Pour des chercheurs de Cambridge en Angleterre, les tests d’intolérance alimentaires ne sont pas fiables. Ces chercheurs regrettent que des entreprises en tirent un bénéfice financier en mettant en avant auprès du public des études cliniques parcellaires et parfois biaisées.

Comment savoir si vous avez une intolérance alimentaire ?

Si les test d’intolérance sont inefficaces, alors comment savoir si on est concerné par une intolérance alimentaire ?

Le seul moyen véritablement fiable consiste à mettre en place une stratégie d’éviction. Il faut procéder comme suit :

  1. D’abord on supprime de son alimentation tous les aliments suspects
  2. Lorsque les symptômes qui posaient problème s’améliorent (douleurs, acné, maladie auto-immune, etc.) alors on réintroduit les aliments un par un.

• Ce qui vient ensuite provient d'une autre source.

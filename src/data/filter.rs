use std::collections::BTreeSet;

use super::model::{Dataset, PlayerRecord};

// ---------------------------------------------------------------------------
// Filter criteria: selected countries and an inclusive age range
// ---------------------------------------------------------------------------

/// Selection built from the control values on every interaction.
///
/// `min_age <= max_age` is not enforced; an inverted range simply selects
/// nobody.
#[derive(Debug, Clone, PartialEq, Eq)]
pub struct FilterCriteria {
    pub countries: BTreeSet<String>,
    pub min_age: i64,
    pub max_age: i64,
}

impl FilterCriteria {
    pub fn matches(&self, record: &PlayerRecord) -> bool {
        self.countries.contains(&record.country)
            && record.age >= self.min_age
            && record.age <= self.max_age
    }
}

/// Post-filter ordering.
#[derive(Debug, Clone, Copy, PartialEq, Eq)]
pub enum SortMode {
    /// FedExCup points, highest first (table view).
    PointsDesc,
    /// Country name, A to Z (chart view).
    CountryAsc,
}

// ---------------------------------------------------------------------------
// FilteredView – indices into the dataset
// ---------------------------------------------------------------------------

/// Ordered selection of dataset rows. Borrows the dataset, never copies it.
#[derive(Debug, Clone)]
pub struct FilteredView<'a> {
    dataset: &'a Dataset,
    indices: Vec<usize>,
    sort: SortMode,
}

impl<'a> FilteredView<'a> {
    #[cfg(test)]
    pub fn indices(&self) -> &[usize] {
        &self.indices
    }

    #[cfg(test)]
    pub fn sort_mode(&self) -> SortMode {
        self.sort
    }

    pub fn len(&self) -> usize {
        self.indices.len()
    }

    pub fn is_empty(&self) -> bool {
        self.indices.is_empty()
    }

    pub fn records(&self) -> impl Iterator<Item = &'a PlayerRecord> + '_ {
        let dataset = self.dataset;
        self.indices.iter().map(move |&i| &dataset.records()[i])
    }
}

/// Select the rows passing `criteria` and order them per `sort`.
///
/// Sorting is stable, so ties keep their dataset order and repeated calls
/// return the same sequence.
pub fn filter_table<'a>(
    dataset: &'a Dataset,
    criteria: &FilterCriteria,
    sort: SortMode,
) -> FilteredView<'a> {
    let rows = dataset.records();
    let mut indices: Vec<usize> = rows
        .iter()
        .enumerate()
        .filter(|(_, r)| criteria.matches(r))
        .map(|(i, _)| i)
        .collect();

    match sort {
        SortMode::PointsDesc => {
            indices.sort_by(|&a, &b| rows[b].points.total_cmp(&rows[a].points))
        }
        SortMode::CountryAsc => indices.sort_by(|&a, &b| rows[a].country.cmp(&rows[b].country)),
    }

    FilteredView {
        dataset,
        indices,
        sort,
    }
}
mod app;
mod color;
mod config;
mod data;
mod error;
mod server;
mod state;
mod ui;

use anyhow::{Context, Result};
use clap::Parser;

use config::{Cli, Config};
use state::AppState;

#[tokio::main]
async fn main() -> Result<()> {
    let cli = Cli::parse();
    let default_level = if cli.debug { "debug" } else { "info" };
    env_logger::Builder::from_env(env_logger::Env::default().default_filter_or(default_level))
        .init();

    let config = Config::from_env()?;

    // No dataset, no page: a load failure ends the process here.
    let dataset = data::loader::load_file(&config.data_path)
        .with_context(|| format!("loading dataset from {}", config.data_path.display()))?;
    log::info!(
        "Loaded {} players from {} countries",
        dataset.len(),
        dataset.countries().len()
    );
    if dataset.is_empty() {
        log::warn!("{} contains no players", config.data_path.display());
    } else if dataset.len() > ui::table::MAX_ROWS {
        log::warn!(
            "dataset has {} rows; the table shows the first {}",
            dataset.len(),
            ui::table::MAX_ROWS
        );
    }

    let app = server::router(AppState::new(dataset));
    let listener = tokio::net::TcpListener::bind(config.bind_addr)
        .await
        .with_context(|| format!("binding {}", config.bind_addr))?;
    log::info!("dashboard listening on http://{}", config.bind_addr);
    axum::serve(listener, app).await.context("serving dashboard")?;

    Ok(())
}
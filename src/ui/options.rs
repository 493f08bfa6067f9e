//! Option lists for the dashboard's selectors.

use std::collections::BTreeSet;
use std::ops::RangeInclusive;

use crate::data::model::StatField;

/// One entry of a selector: what the user reads and what gets sent back.
#[derive(Debug, Clone, Copy, PartialEq, Eq)]
pub struct SelectOption<V> {
    pub label: &'static str,
    pub value: V,
}

const fn stat(field: StatField) -> SelectOption<StatField> {
    SelectOption {
        label: field.label(),
        value: field,
    }
}

const fn country(name: &'static str) -> SelectOption<&'static str> {
    SelectOption {
        label: name,
        value: name,
    }
}

// ---------------------------------------------------------------------------
// Variable selector
// ---------------------------------------------------------------------------

pub const VARIABLE_OPTIONS: [SelectOption<StatField>; 6] = [
    stat(StatField::Earnings),
    stat(StatField::AvgDriveDis),
    stat(StatField::AvgPuttsHole),
    stat(StatField::DriveAccuracyPctg),
    stat(StatField::GreensRegPctg),
    stat(StatField::SandSavePct),
];

pub const DEFAULT_VARIABLE: StatField = StatField::AvgDriveDis;

// ---------------------------------------------------------------------------
// Country multi-select
// ---------------------------------------------------------------------------

pub const COUNTRY_OPTIONS: [SelectOption<&str>; 27] = [
    country("Argentina"),
    country("Australia"),
    country("Canada"),
    country("Chile"),
    country("Chinese Taipei"),
    country("Colombia"),
    country("England"),
    country("Fiji"),
    country("France"),
    country("Germany"),
    country("India"),
    country("Ireland"),
    country("Italy"),
    country("Japan"),
    country("Mexico"),
    country("New Zealand"),
    country("Northern Ireland"),
    country("Norway"),
    country("Scotland"),
    country("South Africa"),
    country("South Korea"),
    country("Spain"),
    country("Sweden"),
    country("United States"),
    country("Venezuela"),
    country("Wales"),
    country("Zimbabwe"),
];

/// Every listed country is selected initially.
pub fn default_countries() -> BTreeSet<String> {
    COUNTRY_OPTIONS
        .iter()
        .map(|o| o.value.to_string())
        .collect()
}

// ---------------------------------------------------------------------------
// Age selectors
// ---------------------------------------------------------------------------

pub const AGE_OPTIONS: RangeInclusive<i64> = 15..=60;
pub const DEFAULT_MIN_AGE: i64 = *AGE_OPTIONS.start();
pub const DEFAULT_MAX_AGE: i64 = *AGE_OPTIONS.end();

Dans la plupart des cas, les aliments problématiques sont les céréales à gluten, les produits laitiers animaux, les produits à base de soja, les solanacées ou les légumineuses.

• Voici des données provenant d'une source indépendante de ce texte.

use std::fmt::Write;

use crate::data::filter::FilteredView;
use crate::data::model::{CellValue, Column};
use crate::ui::html::escape;

/// Rows shown at most.
pub const MAX_ROWS: usize = 80;

// ---------------------------------------------------------------------------
// Table view: header + body cells
// ---------------------------------------------------------------------------

/// Markup-independent table: column names plus cells in column order.
#[derive(Debug, Clone, PartialEq)]
pub struct TableView<'a> {
    pub header: Vec<&'static str>,
    pub rows: Vec<Vec<CellValue<'a>>>,
}

/// Lay out the first `max_rows` rows of `view` in display column order.
pub fn build_table<'a>(view: &FilteredView<'a>, max_rows: usize) -> TableView<'a> {
    let header = Column::DISPLAY_ORDER.iter().map(|c| c.header()).collect();
    let rows = view
        .records()
        .take(max_rows)
        .map(|record| {
            Column::DISPLAY_ORDER
                .iter()
                .map(|c| c.cell(record))
                .collect()
        })
        .collect();

    TableView { header, rows }
}

/// `<table>` markup with a `<thead>` row and a `<tbody>` of data rows.
pub fn render_html(table: &TableView<'_>) -> String {
    let mut out = String::from("<table>\n<thead><tr>");
    for name in &table.header {
        let _ = write!(out, "<th>{}</th>", escape(name));
    }
    out.push_str("</tr></thead>\n<tbody>\n");
    for row in &table.rows {
        out.push_str("<tr>");
        for cell in row {
            let _ = write!(out, "<td>{}</td>", escape(&cell.to_string()));
        }
        out.push_str("</tr>\n");
    }
    out.push_str("</tbody>\n</table>");
    out
}
use std::sync::Arc;

use crate::data::model::Dataset;

// ---------------------------------------------------------------------------
// Application state
// ---------------------------------------------------------------------------

/// State shared by every request. The dataset is loaded once and only ever
/// read afterwards, so requests share it without locking.
#[derive(Debug, Clone)]
pub struct AppState {
    pub dataset: Arc<Dataset>,
}

impl AppState {
    pub fn new(dataset: Dataset) -> Self {
        Self {
            dataset: Arc::new(dataset),
        }
    }
}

Faut-il faire des rotations alimentaires pour diminuer le risque d’intolérance ?

Notre système immunitaire possède une mémoire. Lorsqu’il est exposé à un antigène auquel il a déjà été exposé auparavant, il réagit de manière plus rapide et plus forte. C’est un principe très utilisé pour les vaccins : les rappels permettent de réveiller et d’amplifier la défense immunitaire acquise. Faire des rotations en espérant que le système immunitaire « oublie » est illusoire : cette mémoire cellulaire peut en effet perdurer pendant plusieurs dizaines d’années, ou même toute la vie, comme par exemple dans le cas de la maladie cœliaque.

En pratique, ce phénomène dépend du type de cellules immunitaires mémoire impliquées, ainsi que d’autres facteurs. C’est le cas par exemple des maladies auto-immunes, où on sait que les attaques auto-immunitaires sont modulées par différents éléments. Ainsi, les personnes qui manquent de vitamine D ou qui mangent trop de sel subiront plus d’attaques immunitaires, indépendamment de la question de la mémoire immunitaire. Pour éviter les intolérances, il est donc essentiel de considérer ces autres aspects qui interviennent dans la régulation de l’immunité.